====== INPUT RECORDS ======
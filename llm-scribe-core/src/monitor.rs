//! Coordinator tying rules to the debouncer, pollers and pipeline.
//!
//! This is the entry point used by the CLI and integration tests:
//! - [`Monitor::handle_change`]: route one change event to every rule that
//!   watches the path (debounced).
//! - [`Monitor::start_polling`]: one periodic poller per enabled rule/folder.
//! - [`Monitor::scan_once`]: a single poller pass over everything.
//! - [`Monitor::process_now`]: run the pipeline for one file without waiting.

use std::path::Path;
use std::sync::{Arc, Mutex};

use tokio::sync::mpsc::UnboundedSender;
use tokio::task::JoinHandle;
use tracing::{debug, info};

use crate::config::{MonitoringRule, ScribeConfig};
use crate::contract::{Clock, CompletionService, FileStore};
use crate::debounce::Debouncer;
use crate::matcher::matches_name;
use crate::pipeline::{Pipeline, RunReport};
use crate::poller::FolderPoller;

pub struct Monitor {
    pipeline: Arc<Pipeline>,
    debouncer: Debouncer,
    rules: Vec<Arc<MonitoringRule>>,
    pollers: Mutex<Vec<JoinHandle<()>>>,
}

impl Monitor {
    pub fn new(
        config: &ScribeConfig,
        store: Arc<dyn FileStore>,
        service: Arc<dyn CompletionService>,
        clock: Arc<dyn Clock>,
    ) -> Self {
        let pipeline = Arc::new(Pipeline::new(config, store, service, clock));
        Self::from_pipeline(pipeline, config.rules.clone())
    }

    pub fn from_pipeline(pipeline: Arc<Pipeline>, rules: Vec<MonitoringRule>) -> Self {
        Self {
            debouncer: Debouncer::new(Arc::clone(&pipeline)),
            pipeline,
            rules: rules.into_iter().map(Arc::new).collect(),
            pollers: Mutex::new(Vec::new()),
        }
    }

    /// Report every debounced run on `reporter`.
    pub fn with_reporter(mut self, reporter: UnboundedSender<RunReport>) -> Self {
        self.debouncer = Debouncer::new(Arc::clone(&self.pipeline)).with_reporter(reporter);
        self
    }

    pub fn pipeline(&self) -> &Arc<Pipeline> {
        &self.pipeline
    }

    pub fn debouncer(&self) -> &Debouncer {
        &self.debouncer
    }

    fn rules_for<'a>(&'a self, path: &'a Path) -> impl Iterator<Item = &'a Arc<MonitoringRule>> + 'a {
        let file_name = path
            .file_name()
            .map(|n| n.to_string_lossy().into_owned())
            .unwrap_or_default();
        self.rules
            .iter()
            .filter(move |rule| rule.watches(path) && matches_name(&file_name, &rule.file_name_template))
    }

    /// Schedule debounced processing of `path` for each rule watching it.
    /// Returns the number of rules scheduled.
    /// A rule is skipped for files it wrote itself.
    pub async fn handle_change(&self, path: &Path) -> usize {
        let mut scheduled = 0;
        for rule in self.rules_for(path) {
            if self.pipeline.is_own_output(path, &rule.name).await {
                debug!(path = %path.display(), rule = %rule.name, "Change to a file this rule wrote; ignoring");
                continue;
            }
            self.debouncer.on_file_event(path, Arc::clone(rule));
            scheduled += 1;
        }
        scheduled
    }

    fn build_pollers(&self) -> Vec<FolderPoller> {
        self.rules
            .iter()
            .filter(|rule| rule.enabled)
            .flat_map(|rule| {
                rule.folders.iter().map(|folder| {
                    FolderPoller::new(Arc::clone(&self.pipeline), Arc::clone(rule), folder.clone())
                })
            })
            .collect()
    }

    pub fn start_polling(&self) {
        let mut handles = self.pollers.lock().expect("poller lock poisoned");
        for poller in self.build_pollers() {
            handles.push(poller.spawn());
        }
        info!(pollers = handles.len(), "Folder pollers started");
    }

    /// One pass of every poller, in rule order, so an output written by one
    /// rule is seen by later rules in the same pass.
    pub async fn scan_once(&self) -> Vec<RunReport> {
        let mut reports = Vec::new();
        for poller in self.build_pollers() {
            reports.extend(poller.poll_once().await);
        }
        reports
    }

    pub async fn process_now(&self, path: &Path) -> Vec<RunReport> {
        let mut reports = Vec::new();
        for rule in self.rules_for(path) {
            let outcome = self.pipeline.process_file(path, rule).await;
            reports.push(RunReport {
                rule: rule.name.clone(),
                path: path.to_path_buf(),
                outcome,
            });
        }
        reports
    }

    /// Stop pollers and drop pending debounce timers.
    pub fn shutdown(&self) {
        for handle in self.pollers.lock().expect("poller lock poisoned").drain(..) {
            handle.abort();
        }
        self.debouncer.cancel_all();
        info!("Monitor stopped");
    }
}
======
WORK ORDER
All entries must be duplicated exactly, with none left out.

REPLY
filename llm-scribe-core/src/monitor.rs
//! Coordinator tying rules to the debouncer, pollers and pipeline.
//!
//! This is the entry point used by the CLI and integration tests:
//! - [`Monitor::handle_change`]: route one change event to every rule that
//!   watches the path (debounced).
//! - [`Monitor::start_polling`]: one periodic poller per enabled rule/folder.
//! - [`Monitor::scan_once`]: a single poller pass over everything.
//! - [`Monitor::process_now`]: run the pipeline for one file without waiting.

use std::path::Path;
use std::sync::{Arc, Mutex};

use tokio::sync::mpsc::UnboundedSender;
use tokio::task::JoinHandle;
use tracing::{debug, info};

use crate::config::{MonitoringRule, ScribeConfig};
use crate::contract::{Clock, CompletionService, FileStore};
use crate::debounce::Debouncer;
use crate::matcher::matches_name;
use crate::pipeline::{Pipeline, RunReport};
use crate::poller::FolderPoller;

pub struct Monitor {
    pipeline: Arc<Pipeline>,
    debouncer: Debouncer,
    rules: Vec<Arc<MonitoringRule>>,
    pollers: Mutex<Vec<JoinHandle<()>>>,
}

impl Monitor {
    pub fn new(
        config: &ScribeConfig,
        store: Arc<dyn FileStore>,
        service: Arc<dyn CompletionService>,
        clock: Arc<dyn Clock>,
    ) -> Self {
        let pipeline = Arc::new(Pipeline::new(config, store, service, clock));
        Self::from_pipeline(pipeline, config.rules.clone())
    }

    pub fn from_pipeline(pipeline: Arc<Pipeline>, rules: Vec<MonitoringRule>) -> Self {
        Self {
            debouncer: Debouncer::new(Arc::clone(&pipeline)),
            pipeline,
            rules: rules.into_iter().map(Arc::new).collect(),
            pollers: Mutex::new(Vec::new()),
        }
    }

    /// Report every debounced run on `reporter`.
    pub fn with_reporter(mut self, reporter: UnboundedSender<RunReport>) -> Self {
        self.debouncer = Debouncer::new(Arc::clone(&self.pipeline)).with_reporter(reporter);
        self
    }

    pub fn pipeline(&self) -> &Arc<Pipeline> {
        &self.pipeline
    }

    pub fn debouncer(&self) -> &Debouncer {
        &self.debouncer
    }

    fn rules_for<'a>(&'a self, path: &'a Path) -> impl Iterator<Item = &'a Arc<MonitoringRule>> + 'a {
        let file_name = path
            .file_name()
            .map(|n| n.to_string_lossy().into_owned())
            .unwrap_or_default();
        self.rules
            .iter()
            .filter(move |rule| rule.watches(path) && matches_name(&file_name, &rule.file_name_template))
    }

    /// Schedule debounced processing of `path` for each rule watching it.
    /// Returns the number of rules scheduled.
    /// A rule is skipped for files it wrote itself.
    pub async fn handle_change(&self, path: &Path) -> usize {
        let mut scheduled = 0;
        for rule in self.rules_for(path) {
            if self.pipeline.is_own_output(path, &rule.name).await {
                debug!(path = %path.display(), rule = %rule.name, "Change to a file this rule wrote; ignoring");
                continue;
            }
            self.debouncer.on_file_event(path, Arc::clone(rule));
            scheduled += 1;
        }
        scheduled
    }

    fn build_pollers(&self) -> Vec<FolderPoller> {
        self.rules
            .iter()
            .filter(|rule| rule.enabled)
            .flat_map(|rule| {
                rule.folders.iter().map(|folder| {
                    FolderPoller::new(Arc::clone(&self.pipeline), Arc::clone(rule), folder.clone())
                })
            })
            .collect()
    }

    pub fn start_polling(&self) {
        let mut handles = self.pollers.lock().expect("poller lock poisoned");
        for poller in self.build_pollers() {
            handles.push(poller.spawn());
        }
        info!(pollers = handles.len(), "Folder pollers started");
    }

    /// One pass of every poller, in rule order, so an output written by one
    /// rule is seen by later rules in the same pass.
    pub async fn scan_once(&self) -> Vec<RunReport> {
        let mut reports = Vec::new();
        for poller in self.build_pollers() {
            reports.extend(poller.poll_once().await);
        }
        reports
    }

    pub async fn process_now(&self, path: &Path) -> Vec<RunReport> {
        let mut reports = Vec::new();
        for rule in self.rules_for(path) {
            let outcome = self.pipeline.process_file(path, rule).await;
            reports.push(RunReport {
                rule: rule.name.clone(),
                path: path.to_path_buf(),
                outcome,
            });
        }
        reports
    }

    /// Stop pollers and drop pending debounce timers.
    pub fn shutdown(&self) {
        for handle in self.pollers.lock().expect("poller lock poisoned").drain(..) {
            handle.abort();
        }
        self.debouncer.cancel_all();
        info!("Monitor stopped");
    }
}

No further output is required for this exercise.